For direct single-company exposure, access should scale with risk. A knowledge-qualified investor could face annual caps based on liquid net worth or income, with stricter limits for earlier-stage or less-disclosed offerings and more room for late-stage issuers that provide standardized information. The goal is to prevent ruinous concentration while permitting meaningful participation.
Disclosure should be tiered as well. Harvey’s intermediate-tier idea points in the right direction: keep full public-company disclosure for public listings, but create a lighter, standardized disclosure regime for large private companies seeking broad retail-accessible liquidity. That regime could include audited financial summaries above size thresholds, capitalization structure, material debt and compute commitments, related-party transactions, insider-sale activity, risk factors, transfer restrictions, and a plain-English description of investor rights.
Platforms and intermediaries should carry responsibility. If they market private securities to a wider investor base, they should verify eligibility, enforce caps, disclose compensation, present standardized risk labels, and face liability for misleading presentation. Broader access without credible enforcement would democratize exploitation. Broader access with better disclosure and sharper accountability would democratize opportunity.

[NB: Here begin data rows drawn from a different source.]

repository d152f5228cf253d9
/// Represents a Markov decision process, defining the dynamics of an environment
/// in which an agent can operate.
///
/// Rewards are not part of the environment: whoever drives the episode decides how
/// an outcome is scored, which lets the same game be trained with different reward
/// schemes.
pub trait Environment {
    /// A representation of the state of the environment to be passed to an agent
    type State;

    /// A representation of an action that an agent can take to affect the environment
    type Action;

    /// Get the current state
    fn state(&self) -> Self::State;

    /// Determine if the state is active or terminal
    fn is_active(&self) -> bool;

    /// Update the environment in response to an action taken by an agent
    ///
    /// The action must be one of [`DiscreteActionSpace::actions`].
    fn step(&mut self, action: Self::Action);

    /// Reset the environment to an initial state
    ///
    /// **Returns** the state
    fn reset(&mut self) -> Self::State;
}

/// An environment with a finite, enumerable set of actions
pub trait DiscreteActionSpace: Environment {
    /// Get the available actions for the current state
    fn actions(&self) -> Vec<Self::Action>;

    /// Every action the environment knows about, legal or not
    fn action_space() -> Vec<Self::Action>;

    /// The actions that would be legal in an arbitrary `state`, empty if it is terminal
    fn legal_actions(state: &Self::State) -> Vec<Self::Action>;
}
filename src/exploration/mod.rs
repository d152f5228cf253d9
/// Exploration policy result
#[derive(Debug, Clone, Copy, PartialEq, Eq)]
pub enum Choice {
    Explore,
    Exploit,
}

mod epsilon_greedy;

pub use epsilon_greedy::EpsilonGreedy;
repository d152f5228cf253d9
use crate::error::{Error, Result};

/// An implementation of a time-decaying value
pub trait Decay {
    /// Calculate value at time `t`
    fn evaluate(&self, t: f32) -> f32;
}

fn validate(rate: f32, vi: f32, vf: f32) -> Result<()> {
    ((rate >= 0.0 && vi > vf) || (rate < 0.0 && vi < vf))
        .then_some(())
        .ok_or_else(|| Error::InvalidDecay(String::from("`vi - vf` must have same sign as `rate`")))
}

/// A constant value
#[derive(Debug, Clone, Default, PartialEq)]
pub struct Constant {
    value: f32,
}

impl Constant {
    pub fn new(value: f32) -> Self {
        Self { value }
    }
}

impl Decay for Constant {
    fn evaluate(&self, _t: f32) -> f32 {
        self.value
    }
}

/// v(t) = v<sub>f</sub> + (v<sub>i</sub> - v<sub>f</sub>) * e<sup>-rt</sup>
#[derive(Debug, Clone, Default, PartialEq)]
pub struct Exponential {
    rate: f32,
    vi: f32,
    vf: f32,
}

impl Exponential {
    pub fn new(rate: f32, vi: f32, vf: f32) -> Result<Self> {
        validate(rate, vi, vf)?;
        Ok(Self { rate, vi, vf })
    }
}

impl Decay for Exponential {
    fn evaluate(&self, t: f32) -> f32 {
        let &Self { rate, vi, vf } = self;
        vf + (vi - vf) * (-rate * t).exp()
    }
}

/// v(t) = max(v<sub>i</sub> - rt, v<sub>f</sub>)
#[derive(Debug, Clone, Default, PartialEq)]
pub struct Linear {
    rate: f32,
    vi: f32,
    vf: f32,
}

impl Linear {
    pub fn new(rate: f32, vi: f32, vf: f32) -> Result<Self> {
        validate(rate, vi, vf)?;
        Ok(Self { rate, vi, vf })
    }
}

impl Decay for Linear {
    fn evaluate(&self, t: f32) -> f32 {
        let &Self { rate, vi, vf } = self;
        (vi - rate * t).max(vf)
    }
}

/// A decay strategy picked at runtime, e.g. from command line flags
#[derive(Debug, Clone, PartialEq)]
pub enum Schedule {
    Constant(Constant),
    Exponential(Exponential),
    Linear(Linear),
}

impl Default for Schedule {
    fn default() -> Self {
        Self::Constant(Constant::new(0.1))
    }
}

impl Decay for Schedule {
    fn evaluate(&self, t: f32) -> f32 {
        match self {
            Self::Constant(d) => d.evaluate(t),
            Self::Exponential(d) => d.evaluate(t),
            Self::Linear(d) => d.evaluate(t),
        }
    }
}
use crate::env::Environment;

/// Represents a single experience or transition in the environment
pub struct Exp<E: Environment> {
    /// The state of the environment before taking the action
    pub state: E::State,
    /// The action taken in the given state
    pub action: E::Action,
    /// The reward received after taking the action
    pub reward: f32,
    /// The state of the environment after the action is taken, terminal or not
    pub next_state: E::State,
}

/// A state-action pair an agent has committed to but not yet been rewarded for
///
/// Returned by the agent when it picks an action and handed back once the
/// environment has reacted, so the pending pair is never hidden inside the agent.
pub struct Decision<E: Environment> {
    /// The state the action was chosen in
    pub state: E::State,
    /// The chosen action
    pub action: E::Action,
}

impl<E: Environment> Decision<E> {
    /// Complete the transition with the reward and the resulting state
    pub fn resolve(self, reward: f32, next_state: E::State) -> Exp<E> {
        Exp {
            state: self.state,
            action: self.action,
            reward,
            next_state,
        }
    }
}

impl<E: Environment> Clone for Decision<E>
where
    E::State: Clone,
    E::Action: Clone,
{
    fn clone(&self) -> Self {
        Self {
            state: self.state.clone(),
            action: self.action.clone(),
        }
    }
}

#[cfg(test)]
mod tests {
    use crate::gym::{Cell, TicTacToe};

    use super::*;

    #[test]
    fn decision_resolves_into_exp() {
        let empty = [Cell::Empty; 9];
        let mut next = empty;
        next[4] = Cell::X;

        let decision = Decision::<TicTacToe> {
            state: empty,
            action: 4,
        };
        let exp = decision.clone().resolve(0.5, next);

        assert_eq!(exp.state, empty, "State carried over");
        assert_eq!(exp.action, 4, "Action carried over");
        assert_eq!(exp.reward, 0.5, "Reward attached");
        assert_eq!(exp.next_state, next, "Next state attached");
    }
}
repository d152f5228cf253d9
use std::error::Error;

use clap::{Parser, ValueEnum};
use log::info;
use rand::{rngs::StdRng, SeedableRng};
use tictactoe_rl::{
    algo::{Bootstrap, QTableAgent, QTableAgentConfig},
    check_interval,
    decay::{self, Schedule},
    exploration::EpsilonGreedy,
    gym::TicTacToe,
    play::{Session, Terminal},
    train::Trainer,
};

#[derive(ValueEnum, Clone, Copy, Debug)]
enum ScheduleArg {
    Constant,
    Exponential,
    Linear,
}

#[derive(ValueEnum, Clone, Copy, Debug)]
enum BootstrapArg {
    /// Max over all nine cells, occupied ones included
    ActionSpace,
    /// Max over the cells still open in the next state
    Legal,
}

impl From<BootstrapArg> for Bootstrap {
    fn from(arg: BootstrapArg) -> Self {
        match arg {
            BootstrapArg::ActionSpace => Bootstrap::ActionSpace,
            BootstrapArg::Legal => Bootstrap::Legal,
        }
    }
}

/// Train a Q-learning agent at tic-tac-toe through self-play, then play against it
#[derive(Parser, Debug)]
#[command(version, about)]
struct Args {
    /// Number of self-play episodes
    #[arg(long, default_value_t = 10_000)]
    episodes: u32,

    /// Exploration rate (the starting rate for decaying schedules)
    #[arg(long, default_value_t = 0.1)]
    epsilon: f32,

    /// How the exploration rate changes over episodes
    #[arg(long, value_enum, default_value_t = ScheduleArg::Constant)]
    schedule: ScheduleArg,

    /// Final exploration rate for decaying schedules
    #[arg(long, default_value_t = 0.01)]
    epsilon_final: f32,

    /// Decay rate per episode for decaying schedules
    #[arg(long, default_value_t = 1e-3)]
    decay_rate: f32,

    /// Learning rate
    #[arg(long, default_value_t = 0.5)]
    alpha: f32,

    /// Discount factor
    #[arg(long, default_value_t = 1.0)]
    gamma: f32,

    /// Which next-state actions the update maximises over
    #[arg(long, value_enum, default_value_t = BootstrapArg::ActionSpace)]
    bootstrap: BootstrapArg,

    /// Seed for exploration and tie-breaking
    #[arg(long)]
    seed: Option<u64>,

    /// Log training progress every this many episodes, 0 to disable
    #[arg(long, default_value_t = 1000)]
    log_every: u32,

    /// Exit after training instead of starting a game
    #[arg(long)]
    no_play: bool,
}

impl Args {
    fn schedule(&self) -> Result<Schedule, tictactoe_rl::Error> {
        let (rate, vi, vf) = (self.decay_rate, self.epsilon, self.epsilon_final);
        check_interval("epsilon", vi, 0.0, 1.0)?;
        if !matches!(self.schedule, ScheduleArg::Constant) {
            check_interval("epsilon-final", vf, 0.0, 1.0)?;
        }
        Ok(match self.schedule {
            ScheduleArg::Constant => Schedule::Constant(decay::Constant::new(vi)),
            ScheduleArg::Exponential => Schedule::Exponential(decay::Exponential::new(rate, vi, vf)?),
            ScheduleArg::Linear => Schedule::Linear(decay::Linear::new(rate, vi, vf)?),
        })
    }
}

fn main() -> Result<(), Box<dyn Error>> {
    env_logger::Builder::from_env(env_logger::Env::default().default_filter_or("info")).init();
    let args = Args::parse();

    let config = QTableAgentConfig {
        exploration: EpsilonGreedy::new(args.schedule()?),
        alpha: args.alpha,
        gamma: args.gamma,
        bootstrap: args.bootstrap.into(),
    };
    let rng = match args.seed {
        Some(seed) => StdRng::seed_from_u64(seed),
        None => StdRng::from_entropy(),
    };
    let mut agent = QTableAgent::<TicTacToe, _, _>::try_new(config, rng)?;

    let mut env = TicTacToe::new();
    let trainer = Trainer {
        episodes: args.episodes,
        log_every: args.log_every,
        ..Default::default()
    };
    info!("training for {} episodes", trainer.episodes);
    let summary = trainer.run(&mut agent, &mut env);

    println!("Training completed!");
    println!("{summary}");

    if args.no_play {
        return Ok(());
    }

    Session::new(agent, Terminal).run()?;
    Ok(())
}
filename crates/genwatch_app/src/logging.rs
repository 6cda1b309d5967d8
//! Logging initialization for genwatch_app.
//!
//! Writes logs to `./genwatch.log` in the current working directory. The
//! terminal itself is owned by the TUI, so the file destination is the default.

use std::fs::File;
use std::path::PathBuf;

use log::LevelFilter;
use simplelog::{
    ColorChoice, CombinedLogger, Config, ConfigBuilder, SharedLogger, TermLogger, TerminalMode,
    WriteLogger,
};

/// Destination for log output.
#[allow(dead_code)]
pub enum LogDestination {
    /// Write to ./genwatch.log in current directory.
    File,
    /// Write to terminal (stdout).
    Terminal,
    /// Write to both file and terminal.
    Both,
}

/// Initialize the logger with the specified destination.
///
/// For `LogDestination::File` or `Both`, creates `./genwatch.log` in the
/// current working directory.
pub fn initialize(destination: LogDestination) {
    let level = LevelFilter::Info;

    let config = build_config();

    let loggers: Vec<Box<dyn SharedLogger>> = match destination {
        LogDestination::File => {
            if let Some(file_logger) = create_file_logger(level, config) {
                vec![file_logger]
            } else {
                return;
            }
        }
        LogDestination::Terminal => {
            vec![TermLogger::new(
                level,
                config,
                TerminalMode::Mixed,
                ColorChoice::Auto,
            )]
        }
        LogDestination::Both => {
            let mut loggers: Vec<Box<dyn SharedLogger>> = vec![TermLogger::new(
                level,
                config.clone(),
                TerminalMode::Mixed,
                ColorChoice::Auto,
            )];
            if let Some(file_logger) = create_file_logger(level, config) {
                loggers.push(file_logger);
            }
            loggers
        }
    };

    let _ = CombinedLogger::init(loggers);
}

fn build_config() -> Config {
    ConfigBuilder::new()
        .set_time_format_rfc3339()
        .set_target_level(LevelFilter::Error)
        .build()
}

fn create_file_logger(level: LevelFilter, config: Config) -> Option<Box<WriteLogger<File>>> {
    let log_path = PathBuf::from("./genwatch.log");
    match File::create(&log_path) {
        Ok(file) => Some(WriteLogger::new(level, config, file)),
        Err(err) => {
            eprintln!("Warning: Could not create log file at {:?}: {}", log_path, err);
            None
        }
    }
}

The guiding principle should be simple: protect people from deception and ruin, not from the possibility of wealth creation.
The next IPO wave will force the issue
SpaceX showed the pattern: a defining company matures in private, accredited capital captures much of the steepest upside, and retail arrives at a price that may be necessary for diversification but less attractive for forward returns.
OpenAI and Anthropic could turn that pattern into a national argument. If AI becomes the general-purpose technology investors believe it may be, then excluding ordinary households from direct early exposure will look less like consumer protection and more like a structural allocation of national upside to private capital.
The accredited-investor rule was born from a noble fear: that ordinary people could be misled into securities they did not understand. The modern fear should be different: that ordinary people will be locked out of companies they understand, use, work around, and help finance indirectly through the economy built around them.
Nearly a century after the Securities Act, America does not need to abandon investor protection. It needs to update the instrument. Disclosure can be strengthened. Fraud can be punished. Concentration can be capped. Competence can be tested. Access can be diversified.
What should disappear is the rich-person password.